▸ **The task**
Write out the entries, please, from the line containing "pub mod vehicle_dto;" through their final line, exactly and with nothing else.

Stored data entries
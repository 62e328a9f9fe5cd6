use anyhow::Result;
use std::net::SocketAddr;
use std::sync::Arc;
use tokio::signal;
use tracing::{error, info, warn, Level};
use dotenvy::dotenv;

use rago_catalog::cache::{CacheConfig, DraftStore, KeyValueStore, MemoryStore, RedisStore};
use rago_catalog::config::database::DatabaseConfig;
use rago_catalog::config::environment::EnvironmentConfig;
use rago_catalog::create_router;
use rago_catalog::repositories::{
    InMemoryVehicleRepository, PgVehicleRepository, SupabaseVehicleRepository, VehicleRepository,
};
use rago_catalog::state::AppState;

#[tokio::main]
async fn main() -> Result<()> {
    // Cargar variables de entorno
    dotenv().ok();

    let config = EnvironmentConfig::from_env()?;

    // Configurar logging
    let level = config.log_level.parse::<Level>().unwrap_or(Level::DEBUG);
    tracing_subscriber::fmt().with_max_level(level).init();

    info!("🚗 Rago Catalog - API del catálogo de vehículos");
    info!("================================================");

    let vehicles = build_repository(&config).await?;
    let drafts = DraftStore::new(build_store(&config).await);

    let addr: SocketAddr = config.server_url().parse()?;
    let app = create_router(AppState::new(config, vehicles, drafts));

    info!("🌐 Servidor iniciando en http://{}", addr);
    info!("🔍 Endpoints disponibles:");
    info!("   GET  /health - Estado del servicio");
    info!("🚗 Catálogo:");
    info!("   GET  /api/vehicles - Listar con filtros (make, year, price, search)");
    info!("   GET  /api/vehicles/brands - Marcas disponibles");
    info!("   GET  /api/vehicles/:id - Detalle del vehículo");
    info!("   POST /api/vehicles - Crear vehículo");
    info!("   PUT  /api/vehicles/:id - Actualizar vehículo");
    info!("   DELETE /api/vehicles/:id - Eliminar vehículo");
    info!("📝 Formulario:");
    info!("   POST /api/form/open - Abrir formulario (alta o edición)");
    info!("   PUT  /api/form/draft - Guardar borrador");
    info!("   POST /api/form/action - Aplicar edición");
    info!("   POST /api/form/preview - Vista previa");
    info!("   POST /api/form/submit - Enviar formulario");
    info!("🖼️ Imágenes:");
    info!("   GET  /api/images/optimize - URL optimizada");

    let listener = tokio::net::TcpListener::bind(addr).await?;
    if let Err(e) = axum::serve(listener, app)
        .with_graceful_shutdown(shutdown_signal())
        .await
    {
        error!("❌ Error del servidor: {}", e);
        return Err(e.into());
    }

    info!("👋 Servidor terminado");
    Ok(())
}

/// Elegir el repositorio: PostgreSQL, Supabase REST o memoria
async fn build_repository(config: &EnvironmentConfig) -> Result<Arc<dyn VehicleRepository>> {
    if let Some(url) = &config.database_url {
        let pool = match DatabaseConfig::new(url).create_pool().await {
            Ok(pool) => pool,
            Err(e) => {
                error!("❌ Error conectando a la base de datos: {}", e);
                return Err(anyhow::anyhow!("Error de base de datos: {}", e));
            }
        };
        let repository = PgVehicleRepository::new(pool);
        repository.ensure_schema().await?;
        info!("✅ Catálogo en PostgreSQL");
        return Ok(Arc::new(repository));
    }

    if let Some((url, key)) = config.supabase_credentials() {
        info!("✅ Catálogo en Supabase: {}", url);
        return Ok(Arc::new(SupabaseVehicleRepository::new(url, key)));
    }

    warn!("⚠️ Sin DATABASE_URL ni SUPABASE_URL: catálogo en memoria");
    Ok(Arc::new(InMemoryVehicleRepository::new()))
}

/// Elegir el store de borradores: Redis si está configurado, si no memoria
async fn build_store(config: &EnvironmentConfig) -> Arc<dyn KeyValueStore> {
    let Some(redis_url) = &config.redis_url else {
        info!("📝 Borradores en memoria");
        return Arc::new(MemoryStore::new());
    };

    let cache_config = CacheConfig {
        redis_url: redis_url.clone(),
        default_ttl: config.draft_ttl_seconds,
        ..CacheConfig::default()
    };

    match RedisStore::new(cache_config).await {
        Ok(store) => Arc::new(store),
        Err(e) => {
            warn!("⚠️ Redis no disponible ({}), borradores en memoria", e);
            Arc::new(MemoryStore::new())
        }
    }
}

/// Señal de apagado graceful
async fn shutdown_signal() {
    let ctrl_c = async {
        if let Err(e) = signal::ctrl_c().await {
            error!("❌ No se pudo escuchar Ctrl+C: {}", e);
            std::future::pending::<()>().await;
        }
    };

    #[cfg(unix)]
    let terminate = async {
        match signal::unix::signal(signal::unix::SignalKind::terminate()) {
            Ok(mut sig) => {
                sig.recv().await;
            }
            Err(e) => {
                error!("❌ No se pudo instalar el handler de SIGTERM: {}", e);
                std::future::pending::<()>().await;
            }
        }
    };

    #[cfg(not(unix))]
    let terminate = std::future::pending::<()>();

    tokio::select! {
        _ = ctrl_c => {
            info!("🛑 Señal Ctrl+C recibida, apagando servidor...");
        },
        _ = terminate => {
            info!("🛑 Señal de terminación recibida, apagando servidor...");
        },
    }
}
use serde::{Deserialize, Serialize};

use crate::models::form_state::FormState;
use crate::models::vehicle::Vehicle;
use crate::services::preview::PreviewMode;
use crate::services::vehicle_form::{FormAction, ImageSlot, VehicleForm};
use crate::services::vehicle_views::PreviewPanel;

// Request para abrir el formulario: sin id es alta, con id es edición
#[derive(Debug, Default, Deserialize)]
pub struct OpenFormRequest {
    pub vehicle_id: Option<i64>,
}

// Request con el estado completo que mantiene el cliente
#[derive(Debug, Deserialize)]
pub struct FormStateRequest {
    #[serde(default)]
    pub state: FormState,
}

// Request para aplicar una edición puntual
#[derive(Debug, Deserialize)]
pub struct FormActionRequest {
    #[serde(default)]
    pub state: FormState,
    pub action: FormAction,
}

#[derive(Debug, Deserialize)]
pub struct PreviewRequest {
    #[serde(default)]
    pub state: FormState,
    #[serde(default)]
    pub mode: PreviewMode,
}

// Response: foto del formulario abierto
#[derive(Debug, Serialize)]
pub struct FormSnapshot {
    pub title: &'static str,
    pub editing: bool,
    pub state: FormState,
    pub requires_custom_fuel: bool,
    pub image_slots: Vec<ImageSlot>,
    pub preview: Vehicle,
}

impl From<&VehicleForm> for FormSnapshot {
    fn from(form: &VehicleForm) -> Self {
        Self {
            title: form.mode().title(),
            editing: form.mode().is_edit(),
            state: form.state().clone(),
            requires_custom_fuel: form.requires_custom_fuel(),
            image_slots: form.image_slots(),
            preview: form.preview(),
        }
    }
}

#[derive(Debug, Serialize)]
pub struct PreviewResponse {
    pub mode: PreviewMode,
    pub entity: Vehicle,
    pub panel: PreviewPanel,
}
//! Optimización de URLs de imágenes
//!
//! Transforma la URL de una imagen en una URL del servicio remoto de
//! optimización (images.weserv.nl). Nunca falla: ante cualquier entrada
//! inválida devuelve la imagen placeholder fija.

use serde::{Deserialize, Serialize};

/// Imagen fija para entradas inválidas o listas vacías
pub const PLACEHOLDER_IMAGE_URL: &str = "https://i.imgur.com/g2a4A0a.png";

/// Endpoint de optimización; espera la URL de origen sin esquema
pub const OPTIMIZER_BASE_URL: &str = "https://images.weserv.nl/?url=";

/// Parámetros de transformación, en el orden en que se agregan a la query
#[derive(Debug, Clone, Default, PartialEq, Serialize, Deserialize)]
pub struct ImageOptions {
    #[serde(skip_serializing_if = "Option::is_none")]
    pub w: Option<u32>,
    #[serde(skip_serializing_if = "Option::is_none")]
    pub h: Option<u32>,
    #[serde(skip_serializing_if = "Option::is_none")]
    pub fit: Option<String>,
    #[serde(skip_serializing_if = "Option::is_none")]
    pub blur: Option<u32>,
    #[serde(skip_serializing_if = "Option::is_none")]
    pub output: Option<String>,
    #[serde(skip_serializing_if = "Option::is_none")]
    pub q: Option<u32>,
}

impl ImageOptions {
    pub fn new() -> Self {
        Self::default()
    }

    pub fn size(mut self, w: u32, h: u32) -> Self {
        self.w = Some(w);
        self.h = Some(h);
        self
    }

    pub fn width(mut self, w: u32) -> Self {
        self.w = Some(w);
        self
    }

    pub fn fit(mut self, fit: &str) -> Self {
        self.fit = Some(fit.to_string());
        self
    }

    pub fn blur(mut self, blur: u32) -> Self {
        self.blur = Some(blur);
        self
    }

    pub fn output(mut self, output: &str) -> Self {
        self.output = Some(output.to_string());
        self
    }

    pub fn quality(mut self, q: u32) -> Self {
        self.q = Some(q);
        self
    }

    /// Serializar como query string (`w=100&h=80`)
    pub fn to_query(&self) -> String {
        let mut params: Vec<String> = Vec::new();
        let mut push = |key: &str, value: String| {
            params.push(format!("{}={}", key, urlencoding::encode(&value)));
        };

        if let Some(w) = self.w {
            push("w", w.to_string());
        }
        if let Some(h) = self.h {
            push("h", h.to_string());
        }
        if let Some(fit) = &self.fit {
            push("fit", fit.clone());
        }
        if let Some(blur) = self.blur {
            push("blur", blur.to_string());
        }
        if let Some(output) = &self.output {
            push("output", output.clone());
        }
        if let Some(q) = self.q {
            push("q", q.to_string());
        }

        params.join("&")
    }
}

/// Quitar el esquema http(s) si la URL es válida
fn strip_http_scheme(url: &str) -> Option<&str> {
    let (scheme, rest) = url.split_once("://")?;
    if !scheme.eq_ignore_ascii_case("http") && !scheme.eq_ignore_ascii_case("https") {
        return None;
    }

    let parsed = reqwest::Url::parse(url).ok()?;
    if parsed.host_str().map_or(true, str::is_empty) {
        return None;
    }
    Some(rest)
}

/// Construir la URL optimizada de una imagen
pub fn optimize_url(url: &str, options: &ImageOptions) -> String {
    let Some(clean_url) = strip_http_scheme(url) else {
        return PLACEHOLDER_IMAGE_URL.to_string();
    };

    let query = options.to_query();
    if query.is_empty() {
        format!("{}{}", OPTIMIZER_BASE_URL, clean_url)
    } else {
        format!("{}{}&{}", OPTIMIZER_BASE_URL, clean_url, query)
    }
}

/// Una variante del srcset (`url 600w`)
#[derive(Debug, Clone, PartialEq, Serialize)]
pub struct SrcSetEntry {
    pub url: String,
    pub width: u32,
}

/// Juego de URLs para carga progresiva: placeholder borroso + variantes reales
#[derive(Debug, Clone, PartialEq, Serialize)]
pub struct ResponsiveImage {
    pub placeholder: String,
    pub src: String,
    pub srcset: Vec<SrcSetEntry>,
    pub sizes: &'static str,
}

impl ResponsiveImage {
    /// Atributo `srcset` listo para HTML
    pub fn srcset_attr(&self) -> String {
        self.srcset
            .iter()
            .map(|entry| format!("{} {}w", entry.url, entry.width))
            .collect::<Vec<_>>()
            .join(", ")
    }
}

/// Perfil de tamaños de un contexto de visualización
#[derive(Debug, Clone, Copy)]
pub struct ImageProfile {
    pub placeholder_size: (u32, u32),
    pub src_size: (u32, u32),
    pub breakpoints: &'static [u32],
    pub quality: u32,
    pub sizes: &'static str,
}

/// Tarjeta del catálogo
pub const CARD_PROFILE: ImageProfile = ImageProfile {
    placeholder_size: (20, 15),
    src_size: (800, 600),
    breakpoints: &[400, 600, 800, 1200],
    quality: 75,
    sizes: "(max-width: 767px) 100vw, (max-width: 1023px) 50vw, (max-width: 1279px) 33vw, 25vw",
};

/// Carrusel del detalle
pub const CAROUSEL_PROFILE: ImageProfile = ImageProfile {
    placeholder_size: (40, 30),
    src_size: (1200, 900),
    breakpoints: &[600, 800, 1200, 1600],
    quality: 80,
    sizes: "(max-width: 1279px) 60vw, 100vw",
};

impl ImageProfile {
    pub fn build(&self, url: &str) -> ResponsiveImage {
        let (pw, ph) = self.placeholder_size;
        let placeholder = optimize_url(
            url,
            &ImageOptions::new().size(pw, ph).fit("cover").blur(2).output("webp"),
        );

        let (sw, sh) = self.src_size;
        let src = optimize_url(
            url,
            &ImageOptions::new().size(sw, sh).fit("cover").output("webp").quality(self.quality),
        );

        let srcset = self
            .breakpoints
            .iter()
            .map(|&width| {
                let height = (f64::from(width) * 0.75).round() as u32;
                SrcSetEntry {
                    url: optimize_url(
                        url,
                        &ImageOptions::new()
                            .size(width, height)
                            .fit("cover")
                            .output("webp")
                            .quality(self.quality),
                    ),
                    width,
                }
            })
            .collect();

        ResponsiveImage {
            placeholder,
            src,
            srcset,
            sizes: self.sizes,
        }
    }
}

/// Miniatura de 80x64 para cada slot de imagen del formulario
pub fn thumbnail_url(url: &str) -> String {
    optimize_url(url, &ImageOptions::new().size(80, 64).fit("cover").output("webp"))
}
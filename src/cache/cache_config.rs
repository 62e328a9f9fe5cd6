//! Configuración de cache
//!
//! Este módulo contiene la configuración del almacenamiento clave/valor
//! donde viven los borradores del formulario.

use serde::{Deserialize, Serialize};

/// Una semana: lo que sobrevive un borrador abandonado en Redis
pub const DEFAULT_DRAFT_TTL: u64 = 7 * 24 * 3600;

/// Configuración del cache
#[derive(Debug, Clone, Serialize, Deserialize)]
pub struct CacheConfig {
    pub redis_url: String,
    pub key_prefix: String,
    pub default_ttl: u64,
    /// Límite para conectar al arrancar, en segundos
    pub connect_timeout_secs: u64,
}

impl Default for CacheConfig {
    fn default() -> Self {
        Self {
            redis_url: "redis://localhost:6379".to_string(),
            key_prefix: "rago_catalog".to_string(),
            default_ttl: DEFAULT_DRAFT_TTL,
            connect_timeout_secs: 5,
        }
    }
}
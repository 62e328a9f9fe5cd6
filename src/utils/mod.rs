//! Utilidades del sistema
//!
//! Manejo de errores, saneamiento numérico, URLs de imágenes y formato.

pub mod errors;
pub mod format;
pub mod image;
pub mod validation;
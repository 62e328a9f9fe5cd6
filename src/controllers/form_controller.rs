use std::sync::Arc;
use tracing::{error, info};

use crate::cache::DraftStore;
use crate::dto::form_dto::{FormSnapshot, PreviewResponse};
use crate::dto::vehicle_dto::ApiResponse;
use crate::models::form_state::FormState;
use crate::models::vehicle::Vehicle;
use crate::repositories::VehicleRepository;
use crate::services::preview::PreviewMode;
use crate::services::vehicle_form::{FormAction, FormMode, VehicleForm};
use crate::services::vehicle_views::PreviewPanel;
use crate::utils::errors::{not_found_error, AppError};

pub struct FormController {
    repository: Arc<dyn VehicleRepository>,
    drafts: DraftStore,
    contact_phone: String,
}

impl FormController {
    pub fn new(repository: Arc<dyn VehicleRepository>, drafts: DraftStore, contact_phone: &str) -> Self {
        Self {
            repository,
            drafts,
            contact_phone: contact_phone.to_string(),
        }
    }

    async fn load_vehicle(&self, id: i64) -> Result<Vehicle, AppError> {
        self.repository
            .find_by_id(id)
            .await?
            .ok_or_else(|| not_found_error("Vehicle", id))
    }

    // El id del estado decide el modo: con id es edición de ese vehículo
    async fn mode_for(&self, state: &FormState) -> Result<FormMode, AppError> {
        match state.id {
            Some(id) => Ok(FormMode::Edit(self.load_vehicle(id).await?)),
            None => Ok(FormMode::Create),
        }
    }

    async fn resume(&self, state: FormState) -> Result<VehicleForm, AppError> {
        let mode = self.mode_for(&state).await?;
        Ok(VehicleForm::resume(mode, state, self.drafts.clone()))
    }

    /// Abrir el formulario; en edición se descarta el borrador de alta
    pub async fn open(&self, vehicle_id: Option<i64>) -> Result<FormSnapshot, AppError> {
        let mode = match vehicle_id {
            Some(id) => FormMode::Edit(self.load_vehicle(id).await?),
            None => FormMode::Create,
        };

        let form = VehicleForm::open(mode, self.drafts.clone()).await;
        Ok(FormSnapshot::from(&form))
    }

    /// Adoptar el estado del cliente como borrador de alta
    pub async fn save_draft(&self, state: FormState) -> Result<FormSnapshot, AppError> {
        let mut form = VehicleForm::resume(FormMode::Create, FormState::default(), self.drafts.clone());
        form.replace_state(state).await;
        Ok(FormSnapshot::from(&form))
    }

    pub async fn apply(&self, state: FormState, action: FormAction) -> Result<FormSnapshot, AppError> {
        let mut form = self.resume(state).await?;
        form.apply(action).await?;
        Ok(FormSnapshot::from(&form))
    }

    pub async fn preview(&self, state: FormState, mode: PreviewMode) -> Result<PreviewResponse, AppError> {
        let form = self.resume(state).await?;
        let entity = form.preview();
        let panel = PreviewPanel::render(&entity, mode, &self.contact_phone);

        Ok(PreviewResponse { mode, entity, panel })
    }

    /// Validar, normalizar y persistir. El borrador solo se descarta si el
    /// repositorio confirmó el alta.
    pub async fn submit(&self, state: FormState) -> Result<ApiResponse<Vehicle>, AppError> {
        let form = self.resume(state).await?;
        let payload = form.to_persisted()?;

        let result = match form.mode() {
            FormMode::Edit(original) => self.repository.update(original.id, payload).await,
            FormMode::Create => self.repository.create(payload).await,
        };

        let vehicle = result.map_err(|e| {
            error!("❌ No se pudo guardar el vehículo: {}", e);
            e
        })?;

        form.complete_submission().await;
        info!("📤 {} {} guardado con id {}", vehicle.make, vehicle.model, vehicle.id);

        let message = if form.mode().is_edit() {
            "Vehículo actualizado exitosamente"
        } else {
            "Vehículo creado exitosamente"
        };
        Ok(ApiResponse::success_with_message(vehicle, message.to_string()))
    }
}
//! Servicios del catálogo
//!
//! Lógica del dominio: formulario, vista previa, carrusel, filtros y vistas.

pub mod carousel;
pub mod catalog_filter;
pub mod contact;
pub mod preview;
pub mod vehicle_form;
pub mod vehicle_views;
use axum::{
    extract::{Path, Query, State},
    routing::get,
    Json, Router,
};

use crate::controllers::vehicle_controller::VehicleController;
use crate::dto::vehicle_dto::{ApiResponse, CatalogQuery, CatalogResponse, VehicleDetailQuery};
use crate::models::vehicle::{Vehicle, VehicleFormData};
use crate::services::vehicle_views::VehicleDetailView;
use crate::state::AppState;
use crate::utils::errors::AppError;

pub fn create_vehicle_router() -> Router<AppState> {
    Router::new()
        .route("/", get(list_vehicles).post(create_vehicle))
        .route("/brands", get(list_brands))
        .route("/:id", get(get_vehicle).put(update_vehicle).delete(delete_vehicle))
}

fn controller(state: &AppState) -> VehicleController {
    VehicleController::new(state.vehicles.clone(), &state.config.contact_phone)
}

async fn list_vehicles(
    State(state): State<AppState>,
    Query(query): Query<CatalogQuery>,
) -> Result<Json<CatalogResponse>, AppError> {
    let response = controller(&state).list(query).await?;
    Ok(Json(response))
}

async fn list_brands(State(state): State<AppState>) -> Result<Json<Vec<String>>, AppError> {
    let response = controller(&state).brands().await?;
    Ok(Json(response))
}

async fn get_vehicle(
    State(state): State<AppState>,
    Path(id): Path<i64>,
    Query(query): Query<VehicleDetailQuery>,
) -> Result<Json<VehicleDetailView>, AppError> {
    let response = controller(&state).detail(id, query.image).await?;
    Ok(Json(response))
}

async fn create_vehicle(
    State(state): State<AppState>,
    Json(request): Json<VehicleFormData>,
) -> Result<Json<ApiResponse<Vehicle>>, AppError> {
    let response = controller(&state).create(request).await?;
    Ok(Json(response))
}

async fn update_vehicle(
    State(state): State<AppState>,
    Path(id): Path<i64>,
    Json(request): Json<VehicleFormData>,
) -> Result<Json<ApiResponse<Vehicle>>, AppError> {
    let response = controller(&state).update(id, request).await?;
    Ok(Json(response))
}

async fn delete_vehicle(
    State(state): State<AppState>,
    Path(id): Path<i64>,
) -> Result<Json<serde_json::Value>, AppError> {
    controller(&state).delete(id).await?;
    Ok(Json(serde_json::json!({
        "success": true,
        "message": "Vehículo eliminado exitosamente"
    })))
}
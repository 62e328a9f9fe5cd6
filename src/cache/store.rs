//! Almacenamiento clave/valor
//!
//! Abstracción mínima de un store de cadenas (equivalente al localStorage de
//! una pestaña). Las operaciones son async para no bloquear el runtime.

use async_trait::async_trait;
use std::collections::HashMap;
use std::sync::RwLock;
use thiserror::Error;

#[derive(Error, Debug)]
pub enum StoreError {
    #[error("Redis error: {0}")]
    Redis(#[from] redis::RedisError),

    #[error("Store unavailable: {0}")]
    Unavailable(String),
}

/// Store de cadenas indexado por clave
#[async_trait]
pub trait KeyValueStore: Send + Sync {
    async fn get(&self, key: &str) -> Result<Option<String>, StoreError>;
    async fn set(&self, key: &str, value: &str) -> Result<(), StoreError>;
    async fn remove(&self, key: &str) -> Result<(), StoreError>;
}

/// Store en memoria del proceso
#[derive(Debug, Default)]
pub struct MemoryStore {
    entries: RwLock<HashMap<String, String>>,
}

impl MemoryStore {
    pub fn new() -> Self {
        Self::default()
    }

    pub fn len(&self) -> usize {
        self.entries.read().map(|entries| entries.len()).unwrap_or(0)
    }

    pub fn is_empty(&self) -> bool {
        self.len() == 0
    }
}

#[async_trait]
impl KeyValueStore for MemoryStore {
    async fn get(&self, key: &str) -> Result<Option<String>, StoreError> {
        let entries = self
            .entries
            .read()
            .map_err(|e| StoreError::Unavailable(e.to_string()))?;
        Ok(entries.get(key).cloned())
    }

    async fn set(&self, key: &str, value: &str) -> Result<(), StoreError> {
        let mut entries = self
            .entries
            .write()
            .map_err(|e| StoreError::Unavailable(e.to_string()))?;
        entries.insert(key.to_string(), value.to_string());
        Ok(())
    }

    async fn remove(&self, key: &str) -> Result<(), StoreError> {
        let mut entries = self
            .entries
            .write()
            .map_err(|e| StoreError::Unavailable(e.to_string()))?;
        entries.remove(key);
        Ok(())
    }
}
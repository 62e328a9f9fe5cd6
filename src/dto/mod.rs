//! DTOs de la API HTTP

pub mod form_dto;
pub mod vehicle_dto;
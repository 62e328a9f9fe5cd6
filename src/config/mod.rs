//! Configuración del proyecto
//!
//! Este módulo contiene la configuración de base de datos y variables de entorno.

pub mod database;
pub mod environment;

pub use environment::*;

▸ **Task solution**
pub mod vehicle_dto;
repository 62e328a9f9fe5cd6
filename src/config/mod.rs
//! Configuración del proyecto
//!
//! Este módulo contiene la configuración de base de datos y variables de entorno.

pub mod database;
pub mod environment;

pub use environment::*;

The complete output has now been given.